* About this exercise *
Once you find the line containing "pub fn value_str(&self)" in the data below, copy it and each following line exactly, up to and including the line containing "followed by '='.", and nothing else.

###

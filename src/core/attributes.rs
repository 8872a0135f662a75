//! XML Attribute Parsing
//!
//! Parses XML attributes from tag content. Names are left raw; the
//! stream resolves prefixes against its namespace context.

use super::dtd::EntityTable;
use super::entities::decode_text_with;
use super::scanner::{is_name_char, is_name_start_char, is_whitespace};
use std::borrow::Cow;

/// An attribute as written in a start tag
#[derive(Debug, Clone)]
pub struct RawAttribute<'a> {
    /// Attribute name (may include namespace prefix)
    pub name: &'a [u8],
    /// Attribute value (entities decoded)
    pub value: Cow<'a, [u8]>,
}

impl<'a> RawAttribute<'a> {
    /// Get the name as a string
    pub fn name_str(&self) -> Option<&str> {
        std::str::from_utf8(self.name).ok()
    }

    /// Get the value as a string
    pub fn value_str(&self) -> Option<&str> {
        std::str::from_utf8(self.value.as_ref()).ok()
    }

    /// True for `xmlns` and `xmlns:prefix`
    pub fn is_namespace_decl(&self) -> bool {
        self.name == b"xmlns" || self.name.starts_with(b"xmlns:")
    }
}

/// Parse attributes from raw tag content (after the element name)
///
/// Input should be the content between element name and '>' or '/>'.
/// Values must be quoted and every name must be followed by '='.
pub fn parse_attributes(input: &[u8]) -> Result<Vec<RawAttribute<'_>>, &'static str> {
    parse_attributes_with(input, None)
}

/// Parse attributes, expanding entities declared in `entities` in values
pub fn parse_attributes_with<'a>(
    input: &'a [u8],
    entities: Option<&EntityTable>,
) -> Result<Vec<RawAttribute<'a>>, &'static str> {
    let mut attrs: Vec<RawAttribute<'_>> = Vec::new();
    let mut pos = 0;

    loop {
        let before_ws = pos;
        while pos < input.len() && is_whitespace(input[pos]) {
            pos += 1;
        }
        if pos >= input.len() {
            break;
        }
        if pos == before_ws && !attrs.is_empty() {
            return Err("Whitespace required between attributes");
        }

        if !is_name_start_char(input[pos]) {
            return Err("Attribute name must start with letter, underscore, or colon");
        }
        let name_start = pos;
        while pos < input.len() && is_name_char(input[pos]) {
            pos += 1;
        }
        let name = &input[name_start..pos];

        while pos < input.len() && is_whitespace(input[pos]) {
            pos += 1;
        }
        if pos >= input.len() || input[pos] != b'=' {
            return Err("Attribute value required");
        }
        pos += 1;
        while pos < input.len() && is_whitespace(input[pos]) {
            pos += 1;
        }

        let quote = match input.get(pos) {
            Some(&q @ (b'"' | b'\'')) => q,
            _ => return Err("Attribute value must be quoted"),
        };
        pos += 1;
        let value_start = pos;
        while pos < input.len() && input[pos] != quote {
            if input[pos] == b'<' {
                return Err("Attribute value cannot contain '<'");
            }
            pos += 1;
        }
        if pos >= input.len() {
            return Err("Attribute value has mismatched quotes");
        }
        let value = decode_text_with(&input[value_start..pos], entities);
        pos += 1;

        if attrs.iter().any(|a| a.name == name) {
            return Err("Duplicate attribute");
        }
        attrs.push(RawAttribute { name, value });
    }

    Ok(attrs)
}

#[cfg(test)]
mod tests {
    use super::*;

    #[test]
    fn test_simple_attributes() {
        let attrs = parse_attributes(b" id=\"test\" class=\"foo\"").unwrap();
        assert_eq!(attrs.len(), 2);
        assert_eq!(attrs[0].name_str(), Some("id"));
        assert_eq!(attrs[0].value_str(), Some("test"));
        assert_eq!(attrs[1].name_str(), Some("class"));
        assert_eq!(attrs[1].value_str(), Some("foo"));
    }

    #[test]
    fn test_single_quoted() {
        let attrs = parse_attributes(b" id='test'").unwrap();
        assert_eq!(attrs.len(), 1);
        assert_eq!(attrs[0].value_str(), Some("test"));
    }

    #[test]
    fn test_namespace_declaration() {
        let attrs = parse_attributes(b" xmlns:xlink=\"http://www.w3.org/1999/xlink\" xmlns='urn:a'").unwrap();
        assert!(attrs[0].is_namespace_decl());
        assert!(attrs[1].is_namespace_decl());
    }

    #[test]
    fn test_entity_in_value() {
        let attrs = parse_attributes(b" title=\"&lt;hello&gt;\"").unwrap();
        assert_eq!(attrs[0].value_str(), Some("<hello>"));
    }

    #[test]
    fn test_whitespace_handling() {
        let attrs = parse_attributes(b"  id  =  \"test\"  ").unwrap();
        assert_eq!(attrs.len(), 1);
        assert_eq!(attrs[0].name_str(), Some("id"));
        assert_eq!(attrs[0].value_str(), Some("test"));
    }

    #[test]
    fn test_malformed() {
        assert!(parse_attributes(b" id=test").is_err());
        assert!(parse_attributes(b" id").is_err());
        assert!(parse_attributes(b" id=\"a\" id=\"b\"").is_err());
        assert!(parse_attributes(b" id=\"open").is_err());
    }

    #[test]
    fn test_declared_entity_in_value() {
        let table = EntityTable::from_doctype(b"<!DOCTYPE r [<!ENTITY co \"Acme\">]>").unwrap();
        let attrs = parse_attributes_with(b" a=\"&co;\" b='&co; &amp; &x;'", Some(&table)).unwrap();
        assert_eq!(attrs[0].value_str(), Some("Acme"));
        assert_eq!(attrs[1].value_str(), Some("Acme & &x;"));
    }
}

###

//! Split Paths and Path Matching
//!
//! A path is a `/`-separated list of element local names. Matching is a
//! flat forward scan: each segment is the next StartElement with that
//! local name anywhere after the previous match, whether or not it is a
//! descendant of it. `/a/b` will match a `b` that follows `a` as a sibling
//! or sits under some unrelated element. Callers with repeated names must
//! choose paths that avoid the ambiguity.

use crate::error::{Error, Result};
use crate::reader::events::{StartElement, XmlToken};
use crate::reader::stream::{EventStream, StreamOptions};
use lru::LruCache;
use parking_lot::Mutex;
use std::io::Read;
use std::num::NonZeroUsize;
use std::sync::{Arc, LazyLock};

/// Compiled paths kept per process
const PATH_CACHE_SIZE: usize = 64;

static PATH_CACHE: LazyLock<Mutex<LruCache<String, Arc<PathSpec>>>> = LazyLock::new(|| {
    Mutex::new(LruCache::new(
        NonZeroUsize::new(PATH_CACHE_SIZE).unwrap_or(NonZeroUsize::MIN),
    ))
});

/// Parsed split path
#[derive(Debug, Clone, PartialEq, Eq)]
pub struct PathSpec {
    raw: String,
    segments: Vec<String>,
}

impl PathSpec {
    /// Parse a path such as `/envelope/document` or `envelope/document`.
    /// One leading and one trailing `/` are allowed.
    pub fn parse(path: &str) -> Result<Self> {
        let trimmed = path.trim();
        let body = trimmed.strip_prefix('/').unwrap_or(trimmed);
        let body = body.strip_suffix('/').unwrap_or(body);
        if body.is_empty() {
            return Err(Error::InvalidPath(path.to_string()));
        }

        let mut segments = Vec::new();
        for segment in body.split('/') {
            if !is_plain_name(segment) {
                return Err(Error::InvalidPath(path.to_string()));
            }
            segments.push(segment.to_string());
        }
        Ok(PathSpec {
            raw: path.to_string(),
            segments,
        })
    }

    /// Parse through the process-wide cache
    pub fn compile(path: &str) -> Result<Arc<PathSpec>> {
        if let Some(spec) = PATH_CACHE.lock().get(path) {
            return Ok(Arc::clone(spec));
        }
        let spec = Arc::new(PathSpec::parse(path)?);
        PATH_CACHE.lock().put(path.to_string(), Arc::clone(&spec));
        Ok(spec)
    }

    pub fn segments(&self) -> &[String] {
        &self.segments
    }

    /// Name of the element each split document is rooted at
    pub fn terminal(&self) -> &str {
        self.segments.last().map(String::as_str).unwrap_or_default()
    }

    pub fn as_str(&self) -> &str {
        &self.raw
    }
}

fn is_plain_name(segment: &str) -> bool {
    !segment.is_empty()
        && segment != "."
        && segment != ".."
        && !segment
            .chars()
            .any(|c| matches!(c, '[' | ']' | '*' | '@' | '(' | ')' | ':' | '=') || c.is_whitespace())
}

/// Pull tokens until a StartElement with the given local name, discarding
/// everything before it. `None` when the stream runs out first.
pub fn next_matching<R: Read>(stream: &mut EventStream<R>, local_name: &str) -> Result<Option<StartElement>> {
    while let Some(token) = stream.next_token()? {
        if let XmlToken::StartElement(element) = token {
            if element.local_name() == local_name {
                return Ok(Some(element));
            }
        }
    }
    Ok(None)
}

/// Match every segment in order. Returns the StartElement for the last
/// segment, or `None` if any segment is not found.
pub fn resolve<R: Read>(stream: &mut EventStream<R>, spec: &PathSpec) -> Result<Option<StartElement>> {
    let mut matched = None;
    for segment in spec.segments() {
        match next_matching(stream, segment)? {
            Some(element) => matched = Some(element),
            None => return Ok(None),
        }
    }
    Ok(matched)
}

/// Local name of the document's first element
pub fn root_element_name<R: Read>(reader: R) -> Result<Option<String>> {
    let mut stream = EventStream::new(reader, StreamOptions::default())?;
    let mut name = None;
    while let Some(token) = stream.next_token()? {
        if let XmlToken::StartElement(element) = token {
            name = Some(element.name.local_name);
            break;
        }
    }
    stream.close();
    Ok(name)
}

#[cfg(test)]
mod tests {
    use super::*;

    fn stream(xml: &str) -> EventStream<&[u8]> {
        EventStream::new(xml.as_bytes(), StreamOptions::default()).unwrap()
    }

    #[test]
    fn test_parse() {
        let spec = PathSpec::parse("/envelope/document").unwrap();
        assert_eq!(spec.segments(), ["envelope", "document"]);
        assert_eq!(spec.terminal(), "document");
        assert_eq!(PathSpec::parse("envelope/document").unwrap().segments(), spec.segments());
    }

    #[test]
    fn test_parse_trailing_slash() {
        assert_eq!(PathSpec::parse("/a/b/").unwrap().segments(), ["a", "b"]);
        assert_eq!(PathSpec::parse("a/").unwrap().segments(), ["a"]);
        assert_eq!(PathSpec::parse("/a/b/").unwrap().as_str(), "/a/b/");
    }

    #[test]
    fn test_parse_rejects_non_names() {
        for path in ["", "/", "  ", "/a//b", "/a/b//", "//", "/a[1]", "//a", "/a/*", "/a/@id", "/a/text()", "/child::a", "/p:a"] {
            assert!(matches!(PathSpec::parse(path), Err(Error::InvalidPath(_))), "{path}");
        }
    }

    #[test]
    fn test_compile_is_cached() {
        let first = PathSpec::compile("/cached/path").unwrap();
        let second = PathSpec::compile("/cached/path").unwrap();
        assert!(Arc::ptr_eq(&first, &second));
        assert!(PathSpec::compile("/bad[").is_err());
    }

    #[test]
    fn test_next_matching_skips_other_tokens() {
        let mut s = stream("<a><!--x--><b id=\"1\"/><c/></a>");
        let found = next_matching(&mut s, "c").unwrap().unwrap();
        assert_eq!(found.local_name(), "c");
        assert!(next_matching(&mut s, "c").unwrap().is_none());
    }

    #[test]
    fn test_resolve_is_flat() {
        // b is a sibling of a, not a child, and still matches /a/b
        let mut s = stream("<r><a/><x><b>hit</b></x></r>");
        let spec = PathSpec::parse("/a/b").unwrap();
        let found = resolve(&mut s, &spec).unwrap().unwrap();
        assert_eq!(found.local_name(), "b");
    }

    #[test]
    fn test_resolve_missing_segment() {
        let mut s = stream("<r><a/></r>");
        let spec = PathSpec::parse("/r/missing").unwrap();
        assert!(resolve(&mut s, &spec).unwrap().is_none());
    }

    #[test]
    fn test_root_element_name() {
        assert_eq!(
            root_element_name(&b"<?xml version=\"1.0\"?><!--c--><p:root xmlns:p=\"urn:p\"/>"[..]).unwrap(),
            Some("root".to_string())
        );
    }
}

###

* Answer area *
    pub fn value_str(&self) -> Option<&str> {
        std::str::from_utf8(self.value.as_ref()).ok()
    }

    /// True for `xmlns` and `xmlns:prefix`
    pub fn is_namespace_decl(&self) -> bool {
        self.name == b"xmlns" || self.name.starts_with(b"xmlns:")
    }
}

/// Parse attributes from raw tag content (after the element name)
///
/// Input should be the content between element name and '>' or '/>'.
/// Values must be quoted and every name must be followed by '='.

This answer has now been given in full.